È una caccia a tempo di rock,
una immersione nell’assurdo fra scene splatter e humour nero questa storia
assolutamente sopra le righe, ma nello stesso tempo è un viaggio profondo e per
nulla scanzonato alla ricerca del senso vita.
Man
mano che ci si addentra nelle avventure e nei pensieri del Brujo ci si rende
conto che i veri demoni contro cui combatte non sono fate, elfi o vampiri,
almeno non nell’accezione classica, bensì fantasmi di esperienze che lo hanno
segnato, di eventi difficili da metabolizzare perché non hanno risposta. Il
suicidio del nonno, che si è fatto saltare il cervello come Hemingway e Curt
Cobain, l’aborto di Jean, la malattia che ha spento suo fratello, l’incidente che
ha cancellato Daria…
Probabilmente
sono questi i veri demoni con cui scendere a patti e avere la Morte accanto con
la sua aria innocente e il leccalecca fra le labbra non aiuta a capire il
perché di certe cose.
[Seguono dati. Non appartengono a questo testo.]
//! Module implementing the node and connection genes of a genome.

use serde::{Deserialize, Serialize};

/// The key of a node within a genome. Negative keys conventionally denote network inputs.
pub type NodeKey = i64;

/// The key of a connection within a genome, i.e., its (source, target) pair of node keys.
pub type ConnectionKey = (NodeKey, NodeKey);

/// Known spiking behaviors of the Izhikevich model and their (a, b, c, d) parameters.
#[derive(Debug, PartialEq, Eq, Clone, Copy, Serialize, Deserialize)]
pub enum NeuronPreset {
    RegularSpiking,
    IntrinsicallyBursting,
    Chattering,
    FastSpiking,
    ThalamoCortical,
    Resonator,
    LowThresholdSpiking,
}

impl NeuronPreset {
    /// Returns the (a, b, c, d) parameters of the preset.
    pub fn params(&self) -> (f64, f64, f64, f64) {
        match self {
            NeuronPreset::RegularSpiking => (0.02, 0.20, -65.0, 8.00),
            NeuronPreset::IntrinsicallyBursting => (0.02, 0.20, -55.0, 4.00),
            NeuronPreset::Chattering => (0.02, 0.20, -50.0, 2.00),
            NeuronPreset::FastSpiking => (0.10, 0.20, -65.0, 2.00),
            NeuronPreset::ThalamoCortical => (0.02, 0.25, -65.0, 0.05),
            NeuronPreset::Resonator => (0.10, 0.25, -65.0, 2.00),
            NeuronPreset::LowThresholdSpiking => (0.02, 0.25, -65.0, 2.00),
        }
    }
}

/// The parameters of a single node: an additive bias current and the Izhikevich (a, b, c, d) parameters.
#[derive(Debug, PartialEq, Clone, Copy, Serialize, Deserialize)]
pub struct NodeGene {
    /// Constant current added to the node input at every step.
    pub bias: f64,
    /// Time scale of the recovery variable.
    pub a: f64,
    /// Sensitivity of the recovery variable to the membrane potential.
    pub b: f64,
    /// After-spike reset value of the membrane potential (mV).
    pub c: f64,
    /// After-spike increment of the recovery variable.
    pub d: f64,
}

impl NodeGene {
    pub fn new(bias: f64, a: f64, b: f64, c: f64, d: f64) -> Self {
        NodeGene { bias, a, b, c, d }
    }

    /// Create a node gene with the parameters of a known spiking behavior.
    pub fn from_preset(bias: f64, preset: NeuronPreset) -> Self {
        let (a, b, c, d) = preset.params();
        NodeGene { bias, a, b, c, d }
    }

    /// Returns the genomic distance between two node genes, used to evaluate compatibility between genomes.
    /// Only the model parameters contribute; the bias is left out of the sum.
    pub fn distance(&self, other: &NodeGene, compatibility_weight_coefficient: f64) -> f64 {
        let s = (self.a - other.a).abs()
            + (self.b - other.b).abs()
            + (self.c - other.c).abs()
            + (self.d - other.d).abs();
        s * compatibility_weight_coefficient
    }
}

/// A weighted connection between two nodes of a genome.
#[derive(Debug, PartialEq, Clone, Serialize, Deserialize)]
pub struct ConnectionGene {
    /// The key of the node sending the signal.
    pub source: NodeKey,
    /// The key of the node receiving the signal.
    pub target: NodeKey,
    /// The weight applied to the transmitted signal.
    pub weight: f64,
    /// Whether the connection is expressed in the phenotype.
    pub enabled: bool,
}

impl ConnectionGene {
    pub fn new(source: NodeKey, target: NodeKey, weight: f64, enabled: bool) -> Self {
        ConnectionGene {
            source,
            target,
            weight,
            enabled,
        }
    }

    /// Returns the (source, target) key of the connection.
    pub fn key(&self) -> ConnectionKey {
        (self.source, self.target)
    }
}

#[cfg(test)]
mod tests {
    use super::*;

    #[test]
    fn test_from_preset() {
        let gene = NodeGene::from_preset(1.5, NeuronPreset::FastSpiking);
        assert_eq!(gene, NodeGene::new(1.5, 0.1, 0.2, -65.0, 2.0));
    }

    #[test]
    fn test_distance_identical() {
        let gene = NodeGene::new(0.3, 0.02, 0.2, -65.0, 8.0);
        assert_eq!(gene.distance(&gene, 0.0), 0.0);
        assert_eq!(gene.distance(&gene, 0.5), 0.0);
        assert_eq!(gene.distance(&gene, 7.0), 0.0);
    }

    #[test]
    fn test_distance_symmetric_and_linear() {
        let g1 = NodeGene::from_preset(0.0, NeuronPreset::RegularSpiking);
        let g2 = NodeGene::from_preset(0.0, NeuronPreset::Resonator);
        assert_eq!(g1.distance(&g2, 0.5), g2.distance(&g1, 0.5));
        assert_eq!(g1.distance(&g2, 1.0), 2.0 * g1.distance(&g2, 0.5));
    }

    #[test]
    fn test_distance_ignores_bias() {
        let g1 = NodeGene::new(0.0, 0.02, 0.2, -65.0, 8.0);
        let g2 = NodeGene::new(100.0, 0.02, 0.2, -65.0, 8.0);
        assert_eq!(g1.distance(&g2, 1.0), 0.0);

        let g3 = NodeGene::new(0.0, 0.02, 0.2, -55.0, 4.0);
        assert_eq!(g1.distance(&g3, 1.0), 14.0);
        assert_eq!(g1.distance(&g3, 0.5), 7.0);
    }

    #[test]
    fn test_connection_key() {
        let connection = ConnectionGene::new(-1, 3, 0.5, true);
        assert_eq!(connection.key(), (-1, 3));
    }
}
A dirla tutta, non aiuta a capire nemmeno perché Mela non
ci sia più.
Ritrovarla,
così come trovare alcune risposte forse significherebbe trovare il senso della
vita che, magari, è racchiuso proprio nell’amore, irrazionale e cieco.
Quasi stordendoci con il suo
caleidoscopio di parole e immagini, strappandoci un sorriso oppure una smorfia
di raccapriccio, divertendoci e stupendoci, l’autore ci guida lungo un percorso
tortuoso e accidentato, ma maledettamente familiare, quello fatto dei mille
perché senza risposta, quello che coinvolge il mistero del nostro essere al
mondo e le nostre paure più intime.
La Paura del Brujo, in fondo potrebbe
coincidere con la paura di sfidare il senso dell’esistenza nella consapevolezza
di essere tutt’altro che invincibili.
La
mia ovviamente, è solo una chiave di lettura, avventurandovi fra le pagine di
questo originalissimo diario, di sicuro potrete trovarne altre, giacché si offre
al lettore proprio come un labirinto di specchi dotato di mille vie di uscita.